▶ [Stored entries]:
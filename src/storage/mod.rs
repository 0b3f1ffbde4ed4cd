//! Two-tier storage: the local content-addressed cache plus optional
//! remote backends
//!
//! The framework policy lives here: local entries are verified before use
//! and evicted when corrupt, remote hits are written through to the local
//! tier, and local writes are mirrored to writable remote backends when the
//! entry is self-contained.

pub mod local;
pub mod remote;

use crate::compress::CompressionType;
use crate::config::Config;
use crate::entry::{self, EntryType, Header};
use crate::error::CacheError;
use crate::hash::Digest;
use crate::logging::*;
use crate::stats::Statistic;

pub use local::LocalStorage;
pub use remote::{RemoteEvents, RemoteStorage};

pub struct Storage {
	pub local: LocalStorage,
	remote: Option<RemoteStorage>,
	compression_type: CompressionType,
	compression_level: i8,
	namespace: String,
}

impl Storage {
	pub fn new(config: &Config) -> Result<Self, CacheError> {
		Ok(Storage {
			local: LocalStorage::new(config)?,
			remote: RemoteStorage::from_config(config)?,
			compression_type: config.compression_type(),
			compression_level: config.compression_level,
			namespace: config.namespace.clone(),
		})
	}

	pub fn has_remote(&self) -> bool {
		self.remote.is_some()
	}

	/// Fetch and verify the entry stored under `key`.
	///
	/// A local entry that fails verification is removed and the lookup
	/// falls through to the remote tier; a remote hit is verified and then
	/// written through to the local cache. All failure modes count as a
	/// miss here - the caller only distinguishes hit from miss.
	pub async fn get(
		&self,
		key: &Digest,
		entry_type: EntryType,
	) -> Result<Option<(Header, Vec<u8>)>, CacheError> {
		match self.local.get(key, entry_type)? {
			Some(bytes) => match self.verify(key, entry_type, &bytes) {
				Some(parsed) => {
					self.local.update_stats_for_key(key, |c| {
						c.increment(Statistic::LocalStorageReadHit, 1);
					})?;
					return Ok(Some(parsed));
				}
				None => {
					warn!("removing corrupt {} entry {}", entry_type.suffix(), key);
					self.local.remove(key, entry_type)?;
					self.local.update_stats_for_key(key, |c| {
						c.increment(Statistic::CacheMissDueToCorruption, 1);
					})?;
				}
			},
			None => {
				self.local.update_stats_for_key(key, |c| {
					c.increment(Statistic::LocalStorageReadMiss, 1);
				})?;
			}
		}

		let remote = match &self.remote {
			Some(remote) => remote,
			None => return Ok(None),
		};
		let (value, events) = remote.get(key).await;
		self.record_remote_events(key, events)?;
		match value {
			Some(bytes) => match self.verify(key, entry_type, &bytes) {
				Some(parsed) => {
					self.local.update_stats_for_key(key, |c| {
						c.increment(Statistic::RemoteStorageReadHit, 1);
					})?;
					// Write through so the next lookup is local.
					self.local.put(key, entry_type, &bytes)?;
					Ok(Some(parsed))
				}
				None => {
					warn!("remote entry {} failed verification; ignoring", key);
					Ok(None)
				}
			},
			None => {
				self.local.update_stats_for_key(key, |c| {
					c.increment(Statistic::RemoteStorageReadMiss, 1);
				})?;
				Ok(None)
			}
		}
	}

	/// Serialize `payload` under `key` into the local cache and, when
	/// `share_remote` says the entry is self-contained, mirror it to the
	/// writable remote backends
	pub async fn put(
		&self,
		key: &Digest,
		entry_type: EntryType,
		payload: &[u8],
		share_remote: bool,
	) -> Result<(), CacheError> {
		let bytes = entry::serialize(
			payload,
			entry_type,
			self.compression_type,
			self.compression_level,
			&self.namespace,
		)?;
		self.local.put(key, entry_type, &bytes)?;

		if share_remote {
			if let Some(remote) = &self.remote {
				let events = remote.put(key, &bytes).await;
				self.record_remote_events(key, events)?;
				self.local.update_stats_for_key(key, |c| {
					c.increment(Statistic::RemoteStorageWrite, 1);
				})?;
			}
		}
		Ok(())
	}

	fn verify(
		&self,
		key: &Digest,
		entry_type: EntryType,
		bytes: &[u8],
	) -> Option<(Header, Vec<u8>)> {
		match entry::read(bytes) {
			Ok((header, payload)) if header.entry_type == entry_type => Some((header, payload)),
			Ok((header, _)) => {
				warn!(
					"entry {} has type {:?} instead of {:?}",
					key, header.entry_type, entry_type
				);
				None
			}
			Err(e) => {
				debug!("entry {} failed verification: {}", key, e);
				None
			}
		}
	}

	fn record_remote_events(&self, key: &Digest, events: RemoteEvents) -> Result<(), CacheError> {
		if events.errors == 0 && events.timeouts == 0 {
			return Ok(());
		}
		self.local.update_stats_for_key(key, |c| {
			c.increment(Statistic::RemoteStorageError, events.errors as i64);
			c.increment(Statistic::RemoteStorageTimeout, events.timeouts as i64);
		})
	}
}

#[cfg(test)]
mod tests {
	use super::*;
	use crate::hash::digest_of;
	use std::fs;
	use tempfile::TempDir;

	fn test_config(dir: &TempDir) -> Config {
		Config { cache_dir: dir.path().join("cache"), ..Config::default() }
	}

	#[tokio::test]
	async fn test_put_get_verifies_roundtrip() {
		let dir = TempDir::new().unwrap();
		let storage = Storage::new(&test_config(&dir)).unwrap();
		let key = digest_of(b"k");

		assert!(storage.get(&key, EntryType::Result).await.unwrap().is_none());
		storage.put(&key, EntryType::Result, b"payload", true).await.unwrap();

		let (header, payload) = storage.get(&key, EntryType::Result).await.unwrap().unwrap();
		assert_eq!(payload, b"payload");
		assert_eq!(header.entry_type, EntryType::Result);
	}

	#[tokio::test]
	async fn test_type_confusion_is_a_miss() {
		let dir = TempDir::new().unwrap();
		let storage = Storage::new(&test_config(&dir)).unwrap();
		let key = digest_of(b"k");

		storage.put(&key, EntryType::Result, b"payload", false).await.unwrap();
		// Copy the result bytes over the manifest path for the same key.
		let result_path = storage.local.entry_path(&key, EntryType::Result);
		let manifest_path = storage.local.entry_path(&key, EntryType::Manifest);
		fs::copy(&result_path, &manifest_path).unwrap();

		assert!(storage.get(&key, EntryType::Manifest).await.unwrap().is_none());
	}

	#[tokio::test]
	async fn test_corrupt_local_entry_removed_and_counted() {
		let dir = TempDir::new().unwrap();
		let storage = Storage::new(&test_config(&dir)).unwrap();
		let key = digest_of(b"k");

		storage.put(&key, EntryType::Result, b"payload", false).await.unwrap();
		let path = storage.local.entry_path(&key, EntryType::Result);
		let mut bytes = fs::read(&path).unwrap();
		let middle = bytes.len() / 2;
		bytes[middle] ^= 0xff;
		fs::write(&path, &bytes).unwrap();

		assert!(storage.get(&key, EntryType::Result).await.unwrap().is_none());
		assert!(!path.exists());
		assert!(storage.get(&key, EntryType::Result).await.unwrap().is_none());

		let counters = storage.local.read_all_statistics();
		assert_eq!(counters.get(Statistic::CacheMissDueToCorruption), 1);
	}
}

// vim: ts=4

▶ [ACTIVITY]: Using the data above, print exactly the lines from the line that contains "c.increment(Statistic::RemoteStorageWrite, 1);" through the line that contains "use crate::hash::digest_of;", with both included.

▶ [RESPONSE AREA]:
					c.increment(Statistic::RemoteStorageWrite, 1);
				})?;
			}
		}
		Ok(())
	}

	fn verify(
		&self,
		key: &Digest,
		entry_type: EntryType,
		bytes: &[u8],
	) -> Option<(Header, Vec<u8>)> {
		match entry::read(bytes) {
			Ok((header, payload)) if header.entry_type == entry_type => Some((header, payload)),
			Ok((header, _)) => {
				warn!(
					"entry {} has type {:?} instead of {:?}",
					key, header.entry_type, entry_type
				);
				None
			}
			Err(e) => {
				debug!("entry {} failed verification: {}", key, e);
				None
			}
		}
	}

	fn record_remote_events(&self, key: &Digest, events: RemoteEvents) -> Result<(), CacheError> {
		if events.errors == 0 && events.timeouts == 0 {
			return Ok(());
		}
		self.local.update_stats_for_key(key, |c| {
			c.increment(Statistic::RemoteStorageError, events.errors as i64);
			c.increment(Statistic::RemoteStorageTimeout, events.timeouts as i64);
		})
	}
}

#[cfg(test)]
mod tests {
	use super::*;
	use crate::hash::digest_of;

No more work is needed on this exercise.